--- SUPPLIED INFORMATION Enclosed Below ---
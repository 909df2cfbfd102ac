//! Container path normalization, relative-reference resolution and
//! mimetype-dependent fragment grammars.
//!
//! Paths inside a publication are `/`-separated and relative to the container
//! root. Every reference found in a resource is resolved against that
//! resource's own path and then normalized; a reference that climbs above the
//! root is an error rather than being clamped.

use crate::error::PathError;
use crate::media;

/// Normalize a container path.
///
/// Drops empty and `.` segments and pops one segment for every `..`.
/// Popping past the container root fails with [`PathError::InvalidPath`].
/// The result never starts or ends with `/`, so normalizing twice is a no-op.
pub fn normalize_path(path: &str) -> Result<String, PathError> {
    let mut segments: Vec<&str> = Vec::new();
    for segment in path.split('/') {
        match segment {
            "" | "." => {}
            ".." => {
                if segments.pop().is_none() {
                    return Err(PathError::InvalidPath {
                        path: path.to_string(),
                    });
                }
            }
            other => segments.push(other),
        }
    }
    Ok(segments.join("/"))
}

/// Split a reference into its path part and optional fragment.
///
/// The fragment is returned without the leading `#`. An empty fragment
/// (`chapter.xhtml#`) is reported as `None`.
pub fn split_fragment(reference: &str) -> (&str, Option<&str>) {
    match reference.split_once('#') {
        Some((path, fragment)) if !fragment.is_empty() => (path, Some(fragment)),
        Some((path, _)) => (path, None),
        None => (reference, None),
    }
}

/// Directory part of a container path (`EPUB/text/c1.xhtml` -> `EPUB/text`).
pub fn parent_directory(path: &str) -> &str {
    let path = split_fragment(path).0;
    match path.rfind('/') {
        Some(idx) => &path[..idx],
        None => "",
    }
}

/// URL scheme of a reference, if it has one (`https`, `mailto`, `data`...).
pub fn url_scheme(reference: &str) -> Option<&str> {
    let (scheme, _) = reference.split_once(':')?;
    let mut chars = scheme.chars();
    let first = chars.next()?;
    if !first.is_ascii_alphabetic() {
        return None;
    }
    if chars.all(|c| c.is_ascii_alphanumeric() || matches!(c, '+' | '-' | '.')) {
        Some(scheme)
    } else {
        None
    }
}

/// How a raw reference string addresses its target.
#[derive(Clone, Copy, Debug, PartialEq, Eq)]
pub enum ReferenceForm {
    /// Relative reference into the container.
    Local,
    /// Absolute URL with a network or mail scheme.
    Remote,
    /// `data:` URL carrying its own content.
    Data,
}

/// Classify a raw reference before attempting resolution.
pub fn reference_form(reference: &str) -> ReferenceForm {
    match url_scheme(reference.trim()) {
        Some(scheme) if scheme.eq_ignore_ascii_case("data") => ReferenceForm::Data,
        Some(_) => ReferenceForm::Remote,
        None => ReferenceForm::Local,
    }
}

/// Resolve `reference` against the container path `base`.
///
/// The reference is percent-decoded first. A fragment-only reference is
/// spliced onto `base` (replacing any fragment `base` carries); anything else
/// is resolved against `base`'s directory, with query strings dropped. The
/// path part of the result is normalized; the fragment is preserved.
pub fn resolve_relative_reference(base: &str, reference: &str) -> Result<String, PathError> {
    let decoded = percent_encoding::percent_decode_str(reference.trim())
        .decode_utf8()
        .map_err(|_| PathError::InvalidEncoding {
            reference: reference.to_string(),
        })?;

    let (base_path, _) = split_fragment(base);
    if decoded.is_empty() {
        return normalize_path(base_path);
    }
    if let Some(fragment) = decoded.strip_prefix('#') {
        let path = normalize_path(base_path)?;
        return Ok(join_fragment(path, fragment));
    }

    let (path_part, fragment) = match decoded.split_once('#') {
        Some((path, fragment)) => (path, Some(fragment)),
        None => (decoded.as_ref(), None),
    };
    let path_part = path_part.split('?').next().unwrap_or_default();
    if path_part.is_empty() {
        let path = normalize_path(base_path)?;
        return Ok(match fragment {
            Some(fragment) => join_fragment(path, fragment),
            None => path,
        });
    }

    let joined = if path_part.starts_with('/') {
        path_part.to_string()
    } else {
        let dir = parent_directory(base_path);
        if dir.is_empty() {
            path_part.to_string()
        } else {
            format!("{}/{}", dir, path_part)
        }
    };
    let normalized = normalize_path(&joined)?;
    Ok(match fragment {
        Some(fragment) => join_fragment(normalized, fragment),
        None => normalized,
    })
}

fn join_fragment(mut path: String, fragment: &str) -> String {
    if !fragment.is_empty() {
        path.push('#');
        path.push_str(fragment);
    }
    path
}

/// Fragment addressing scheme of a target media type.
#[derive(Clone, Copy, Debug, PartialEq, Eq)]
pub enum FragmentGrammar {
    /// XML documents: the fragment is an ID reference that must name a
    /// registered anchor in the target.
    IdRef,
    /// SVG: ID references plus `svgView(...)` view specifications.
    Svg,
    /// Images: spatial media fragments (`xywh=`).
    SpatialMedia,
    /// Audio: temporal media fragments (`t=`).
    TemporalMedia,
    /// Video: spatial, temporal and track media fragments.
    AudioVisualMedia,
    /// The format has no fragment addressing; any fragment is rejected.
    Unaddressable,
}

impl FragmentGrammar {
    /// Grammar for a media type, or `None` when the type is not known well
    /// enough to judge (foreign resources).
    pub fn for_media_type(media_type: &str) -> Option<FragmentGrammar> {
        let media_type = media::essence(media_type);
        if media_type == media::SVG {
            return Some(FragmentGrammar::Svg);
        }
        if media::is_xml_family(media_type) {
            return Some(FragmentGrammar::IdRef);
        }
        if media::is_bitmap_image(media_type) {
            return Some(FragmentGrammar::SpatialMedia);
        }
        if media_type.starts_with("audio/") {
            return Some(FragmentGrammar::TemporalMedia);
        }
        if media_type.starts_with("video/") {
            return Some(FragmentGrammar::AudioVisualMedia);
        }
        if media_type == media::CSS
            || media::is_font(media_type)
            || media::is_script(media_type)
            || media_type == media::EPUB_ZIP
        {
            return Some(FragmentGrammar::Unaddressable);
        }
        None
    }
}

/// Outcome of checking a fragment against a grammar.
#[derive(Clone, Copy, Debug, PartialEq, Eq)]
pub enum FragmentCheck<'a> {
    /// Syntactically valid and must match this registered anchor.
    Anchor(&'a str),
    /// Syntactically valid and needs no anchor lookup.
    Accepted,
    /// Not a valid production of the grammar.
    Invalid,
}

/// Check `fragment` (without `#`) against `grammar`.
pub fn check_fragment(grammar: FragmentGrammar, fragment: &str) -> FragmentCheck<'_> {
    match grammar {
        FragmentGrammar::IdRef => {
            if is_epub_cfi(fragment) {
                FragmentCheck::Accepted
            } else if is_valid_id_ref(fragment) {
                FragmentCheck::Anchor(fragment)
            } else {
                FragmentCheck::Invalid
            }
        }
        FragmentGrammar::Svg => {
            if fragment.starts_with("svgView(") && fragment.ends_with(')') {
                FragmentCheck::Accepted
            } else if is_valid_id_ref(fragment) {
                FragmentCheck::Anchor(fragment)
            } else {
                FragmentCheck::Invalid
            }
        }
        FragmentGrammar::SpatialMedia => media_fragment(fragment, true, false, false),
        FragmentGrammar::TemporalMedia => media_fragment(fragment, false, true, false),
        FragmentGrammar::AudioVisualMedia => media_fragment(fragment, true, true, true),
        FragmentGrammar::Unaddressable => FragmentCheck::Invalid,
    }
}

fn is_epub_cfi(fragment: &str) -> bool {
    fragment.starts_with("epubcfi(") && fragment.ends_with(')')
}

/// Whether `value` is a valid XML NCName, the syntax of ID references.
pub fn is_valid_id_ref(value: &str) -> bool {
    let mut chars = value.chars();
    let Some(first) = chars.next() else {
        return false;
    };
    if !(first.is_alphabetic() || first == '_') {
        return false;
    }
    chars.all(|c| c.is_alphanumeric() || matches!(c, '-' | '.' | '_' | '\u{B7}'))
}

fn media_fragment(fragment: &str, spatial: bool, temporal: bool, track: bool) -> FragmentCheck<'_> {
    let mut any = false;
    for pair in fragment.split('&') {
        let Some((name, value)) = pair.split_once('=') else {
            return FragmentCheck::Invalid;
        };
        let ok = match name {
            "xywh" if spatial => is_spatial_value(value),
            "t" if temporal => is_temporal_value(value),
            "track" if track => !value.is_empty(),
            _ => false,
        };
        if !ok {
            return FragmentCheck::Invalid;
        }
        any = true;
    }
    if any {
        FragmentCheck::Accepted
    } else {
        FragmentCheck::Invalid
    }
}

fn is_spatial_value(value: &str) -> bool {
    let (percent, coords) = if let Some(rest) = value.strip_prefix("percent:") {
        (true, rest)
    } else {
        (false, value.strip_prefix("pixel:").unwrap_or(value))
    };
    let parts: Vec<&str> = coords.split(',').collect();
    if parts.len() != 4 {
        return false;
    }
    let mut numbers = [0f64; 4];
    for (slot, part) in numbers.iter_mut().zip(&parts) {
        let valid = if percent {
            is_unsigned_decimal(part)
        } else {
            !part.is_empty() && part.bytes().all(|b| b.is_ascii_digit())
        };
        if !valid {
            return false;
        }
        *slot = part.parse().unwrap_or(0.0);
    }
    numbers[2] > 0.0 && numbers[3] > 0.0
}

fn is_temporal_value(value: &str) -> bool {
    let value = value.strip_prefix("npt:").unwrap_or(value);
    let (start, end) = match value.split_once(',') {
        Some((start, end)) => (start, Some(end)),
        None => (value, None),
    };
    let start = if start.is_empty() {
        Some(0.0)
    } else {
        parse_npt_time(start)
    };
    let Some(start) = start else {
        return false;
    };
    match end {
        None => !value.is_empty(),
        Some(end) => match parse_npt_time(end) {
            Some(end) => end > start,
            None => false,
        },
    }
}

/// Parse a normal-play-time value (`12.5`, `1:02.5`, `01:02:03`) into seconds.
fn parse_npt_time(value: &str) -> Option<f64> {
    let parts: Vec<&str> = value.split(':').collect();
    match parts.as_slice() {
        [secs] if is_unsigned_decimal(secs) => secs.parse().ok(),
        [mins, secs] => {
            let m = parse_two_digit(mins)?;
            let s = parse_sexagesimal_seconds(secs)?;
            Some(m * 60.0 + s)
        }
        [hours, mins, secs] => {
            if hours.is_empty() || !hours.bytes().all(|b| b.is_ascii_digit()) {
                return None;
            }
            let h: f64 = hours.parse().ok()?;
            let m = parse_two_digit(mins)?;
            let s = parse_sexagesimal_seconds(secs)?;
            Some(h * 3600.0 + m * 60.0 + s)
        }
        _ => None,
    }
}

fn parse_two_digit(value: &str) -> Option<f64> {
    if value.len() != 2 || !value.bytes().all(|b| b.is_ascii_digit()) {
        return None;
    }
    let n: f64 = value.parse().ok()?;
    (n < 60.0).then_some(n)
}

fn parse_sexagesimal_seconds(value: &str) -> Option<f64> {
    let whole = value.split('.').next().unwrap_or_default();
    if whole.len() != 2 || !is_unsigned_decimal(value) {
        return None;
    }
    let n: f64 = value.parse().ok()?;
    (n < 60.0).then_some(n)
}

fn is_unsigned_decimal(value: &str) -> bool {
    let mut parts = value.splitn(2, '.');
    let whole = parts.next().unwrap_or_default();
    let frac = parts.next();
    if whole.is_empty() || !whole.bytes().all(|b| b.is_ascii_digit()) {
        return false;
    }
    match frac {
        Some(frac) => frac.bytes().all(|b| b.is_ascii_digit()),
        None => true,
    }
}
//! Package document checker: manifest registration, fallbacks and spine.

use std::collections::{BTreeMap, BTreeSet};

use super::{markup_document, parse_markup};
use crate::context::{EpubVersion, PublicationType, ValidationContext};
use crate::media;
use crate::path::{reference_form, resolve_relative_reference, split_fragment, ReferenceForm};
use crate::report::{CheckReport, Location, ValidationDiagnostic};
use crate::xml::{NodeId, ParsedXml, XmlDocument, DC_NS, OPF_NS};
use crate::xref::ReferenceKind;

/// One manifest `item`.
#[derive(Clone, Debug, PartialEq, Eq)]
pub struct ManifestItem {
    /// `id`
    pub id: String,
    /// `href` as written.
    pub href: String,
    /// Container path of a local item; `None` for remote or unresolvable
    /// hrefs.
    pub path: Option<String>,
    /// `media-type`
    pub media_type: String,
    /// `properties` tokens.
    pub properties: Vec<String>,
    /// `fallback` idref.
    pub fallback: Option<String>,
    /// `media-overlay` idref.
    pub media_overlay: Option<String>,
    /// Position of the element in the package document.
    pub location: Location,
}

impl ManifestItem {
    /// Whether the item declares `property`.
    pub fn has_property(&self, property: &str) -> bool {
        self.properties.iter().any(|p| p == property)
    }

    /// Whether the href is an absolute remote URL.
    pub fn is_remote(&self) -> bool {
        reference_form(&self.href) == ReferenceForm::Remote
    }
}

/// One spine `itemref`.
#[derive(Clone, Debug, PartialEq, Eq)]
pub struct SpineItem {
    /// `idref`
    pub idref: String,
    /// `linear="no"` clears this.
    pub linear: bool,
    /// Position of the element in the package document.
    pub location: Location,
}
--- End of Enclosed SUPPLIED INFORMATION ---
(WHAT IS BEING ASKED):
When the string "joined" appears in a line of the records above, that line is to be copied.

(EXERCISE SOLUTION):
    let joined = if path_part.starts_with('/') {
    let normalized = normalize_path(&joined)?;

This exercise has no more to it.